Mahkeme ilamında belirtildiği şekilde, isteğin kısmen kabulüne karar vermiştir.
Hükmün davacı ile davalılardan Kurum vekili tarafından temyiz edilmesi üzerine temyiz isteğinin süresinde olduğu anlaşıldıktan ve Tetkik Hakimi ... tarafından düzenlenen raporla dosyadaki kağıtlar okunduktan sonra işin gereği düşünüldü ve aşağıdaki karar tesbit edildi.
K A R A R
Dava, davacının 22.12.1999 tarihinden Mart-2007 tarihine kadar davalı işyerinde geçen ve Kuruma bildirilemeyen eksik sürelerinin tespiti istemine ilişkindir.

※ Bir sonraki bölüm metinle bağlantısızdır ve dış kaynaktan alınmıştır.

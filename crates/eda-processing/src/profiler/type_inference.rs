//! Column classification.
//!
//! Turns a polars column into a classified [`Column`]. The decision is
//! made from the dtype alone and is recomputed on every run.

use polars::prelude::*;

use crate::dataset::{Column as DatasetColumn, ColumnData, ColumnKind, NumericValues};
use crate::error::{ProcessingError, Result, ResultExt};

/// Check if a DataType is an integer type.
#[inline]
pub fn is_integer_dtype(dtype: &DataType) -> bool {
    matches!(
        dtype,
        DataType::Int8
            | DataType::Int16
            | DataType::Int32
            | DataType::Int64
            | DataType::UInt8
            | DataType::UInt16
            | DataType::UInt32
            | DataType::UInt64
    )
}

/// Check if a DataType is numeric (integer or float).
#[inline]
pub fn is_numeric_dtype(dtype: &DataType) -> bool {
    is_integer_dtype(dtype) || matches!(dtype, DataType::Float32 | DataType::Float64)
}

/// Classify a dtype, or `None` when it is unsupported.
///
/// Booleans are categorical: they count as labels, not as quantities.
pub fn classify_dtype(dtype: &DataType) -> Option<ColumnKind> {
    if is_numeric_dtype(dtype) {
        return Some(ColumnKind::Numeric);
    }
    match dtype {
        DataType::String
        | DataType::Boolean
        | DataType::Null
        | DataType::Categorical(..)
        | DataType::Enum(..) => Some(ColumnKind::Categorical),
        _ => None,
    }
}

/// Classify a polars column and copy its values into the dataset model.
pub(crate) fn classify_column(column: &Column) -> Result<DatasetColumn> {
    let name = column.name().as_str();
    let dtype = column.dtype();
    let series = column.as_materialized_series();

    match classify_dtype(dtype) {
        Some(ColumnKind::Numeric) => {
            let values = numeric_values(name, series)?;
            Ok(DatasetColumn::from_data(name, ColumnData::Numeric(values)))
        }
        Some(ColumnKind::Categorical) => {
            let casted = series
                .cast(&DataType::String)
                .context(format!("Casting column '{}' to String", name))?;
            let values: Vec<Option<String>> = casted
                .str()?
                .into_iter()
                .map(|v| v.map(str::to_string))
                .collect();
            Ok(DatasetColumn::categorical(name, values))
        }
        None => Err(ProcessingError::UnsupportedColumnType {
            column: name.to_string(),
            dtype: format!("{:?}", dtype),
        }),
    }
}

/// Copy numeric values without widening integers to floats.
fn numeric_values(name: &str, series: &Series) -> Result<NumericValues> {
    let values = match series.dtype() {
        DataType::UInt64 => NumericValues::UInt(series.u64()?.into_iter().collect()),
        dtype if is_integer_dtype(dtype) => {
            let casted = series
                .cast(&DataType::Int64)
                .context(format!("Casting column '{}' to Int64", name))?;
            NumericValues::Int(casted.i64()?.into_iter().collect())
        }
        _ => {
            let casted = series
                .cast(&DataType::Float64)
                .context(format!("Casting column '{}' to Float64", name))?;
            NumericValues::Float(casted.f64()?.into_iter().collect())
        }
    };
    Ok(values)
}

Mahkemece davanın kısmen kabulü ile davacının davalı işyerinde 22.12.1999-31.3.2007 tarihleri arasında geçen ve Kuruma bildirilen süreler dışında 2000 yılı Ağustos ayında 10 gün, 2001 yılı Ekim ayında 3 gün, 2004 yılı Ocak ayında 19 gün çalıştığının tespitine karar verilmiştir
Gerçekten, davacının, işyerindeki çalışmaları işe giriş bildirgesine, aylık ve üç aylık bordrolara dayanılarak Kuruma kısmi olarak bildirilmiş ve bildirime uygun olarak da primleri ödenmiştir. Öte yandan işe giriş bildirgesi ve bordrolar davacı çalışmalarının işyerinde kesintili geçtiğinin karinesidir. Karinenin tersinin ise eşdeğerdeki belgelerle kanıtlanması gerektiği söz götürmez. Başka bir anlatımla yazılı belgelerin varlığı halinde tanık sözlerine itibar edilemez. Dairemizin, giderek Yargıtay"ın oturmuş ve yerleşmiş görüşleri de bu doğrultudadır. Bu yön, Yargıtay Hukuk Genel Kurulu"nun 16.9.1999 gün 1999/21-510-527, 30.6.1999 gün 1999/21-549-555, 5.2.2003 gün 2003/21-35-64, 15.10.2003 gün 2003/21-634-572, 3.11.2004 gün 2004/21-480-579 ve 2004/21-479-578, 10.11.2004 gün 2004/21-538 ve 1.12.2004 gün 2004/21-629 sayılı kararlarında da vurgulanmıştır.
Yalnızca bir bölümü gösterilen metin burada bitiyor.